Josef Sousedík (18 December 1894, Vsetín – 15 December 1944, Vsetín) was a Czech inventor, industrialist and resistance fighter.

==Life==
Josef Sousedík grew up in a poor family in Vsetín in the Austro-Hungarian Empire. After finishing elementary school he trained as an electrician. He fought in the Austria-Hungary army during World War I and participated in the Battle of Slovakia in 1918. He opened his own workshop in 1919, using his patents and inventions. The workshop expanded into a factory employing over 200 people by 1934. The factory went bankrupt in 1934 during the Great Depression and was bought by Ringhoffer-Tatra, which employed Sousedík as a CEO.

He was twice elected mayor of Vsetín from 1927–1938.

Sousedík was an anti-Nazi resistance leader during World War II, collaborating with the Clay Eva group and the 1st Czechoslovak Partisan Brigade of Jan Žižka. He was arrested in 1944, and shot dead after a fight during an interrogation. Sousedík was decorated with the Czechoslovak War Cross in memoriam by Czechoslovak president Edvard Beneš.
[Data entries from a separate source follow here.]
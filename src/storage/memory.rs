// src/storage/memory.rs

// In-process storage (for single instance gateways and tests)
// One mutex guards the whole map; every update runs load, mutate and save
// under it. Nothing is shared across processes.
//
// Expired rates stay readable so the engine rolls them over, but once the map
// is full they are dropped to make room for new keys.
use async_trait::async_trait;
use std::collections::HashMap;
use std::sync::{Arc, Mutex, MutexGuard};
use tracing::trace;

use crate::clock::{Clock, SystemClock};
use crate::config::InMemoryConfig;
use crate::error::{RateLimiterError, Result, StorageError};
use crate::rate::{Rate, Transition};
use crate::storage::{Mutation, StorageBackend};

/// In-memory storage backend implementation
#[derive(Debug, Clone)]
pub struct MemoryStorage {
    data: Arc<Mutex<HashMap<String, Rate>>>,
    clock: Arc<dyn Clock>,
    config: InMemoryConfig,
}

impl MemoryStorage {
    /// Creates a new in-memory storage with the given configuration
    pub fn new(config: InMemoryConfig) -> Self {
        Self::with_clock(config, Arc::new(SystemClock))
    }

    /// Same as [`MemoryStorage::new`], judging expiry by `clock`
    pub fn with_clock(config: InMemoryConfig, clock: Arc<dyn Clock>) -> Self {
        let data = Arc::new(Mutex::new(HashMap::with_capacity(
            config.max_entries.min(10_000),
        )));

        Self {
            data,
            clock,
            config,
        }
    }

    /// Number of tracked keys
    pub fn len(&self) -> usize {
        self.lock().map(|data| data.len()).unwrap_or(0)
    }

    pub fn is_empty(&self) -> bool {
        self.len() == 0
    }

    /// Drops every rate whose window has ended; returns how many went
    pub fn purge_expired(&self) -> Result<usize> {
        let mut data = self.lock()?;
        Ok(self.evict_expired(&mut data))
    }

    fn lock(&self) -> Result<MutexGuard<'_, HashMap<String, Rate>>> {
        self.data
            .lock()
            .map_err(|_| RateLimiterError::Internal("memory storage lock poisoned".to_string()))
    }

    fn evict_expired(&self, data: &mut HashMap<String, Rate>) -> usize {
        let now = self.clock.now_millis();
        let before = data.len();
        data.retain(|_, rate| !rate.is_expired(now));
        let evicted = before - data.len();
        trace!(evicted, "Memory storage sweep");
        evicted
    }

    // A new key at capacity first reclaims the slots of ended windows
    fn make_room(&self, data: &mut HashMap<String, Rate>, key: &str) -> Result<()> {
        if data.len() < self.config.max_entries || data.contains_key(key) {
            return Ok(());
        }
        self.evict_expired(data);
        if data.len() >= self.config.max_entries {
            return Err(RateLimiterError::Storage(StorageError::CapacityExceeded(
                format!("Maximum entries limit of {} reached", self.config.max_entries),
            )));
        }
        Ok(())
    }
}

impl Default for MemoryStorage {
    fn default() -> Self {
        Self::new(InMemoryConfig::default())
    }
}

#[async_trait]
impl StorageBackend for MemoryStorage {
    type Config = InMemoryConfig;

    async fn new(config: Self::Config) -> Result<Self> {
        Ok(Self::new(config))
    }

    async fn load(&self, key: &str) -> Result<Option<Rate>> {
        let data = self.lock()?;
        Ok(data.get(key).cloned())
    }

    async fn save(&self, rate: &Rate) -> Result<()> {
        let mut data = self.lock()?;
        self.make_room(&mut data, &rate.key)?;
        data.insert(rate.key.clone(), rate.clone());
        Ok(())
    }

    async fn update(&self, key: &str, mutate: Mutation<'_>) -> Result<Transition> {
        let mut data = self.lock()?;
        self.make_room(&mut data, key)?;

        let transition = mutate(data.get(key).cloned());
        data.insert(key.to_string(), transition.rate.clone());
        Ok(transition)
    }

    fn name(&self) -> &'static str {
        "memory"
    }
}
The Communist dictatorship suppressed recognition of Sousedík's acts due to his collaboration with Western states and factory ownership.

==Inventions and products==
Sousedík owned over 50 patents, mostly in the electrical field, such as an electrical rudder. His factory produced electrical parts for the ČSD Class M 290.0 and for the Tatra T86.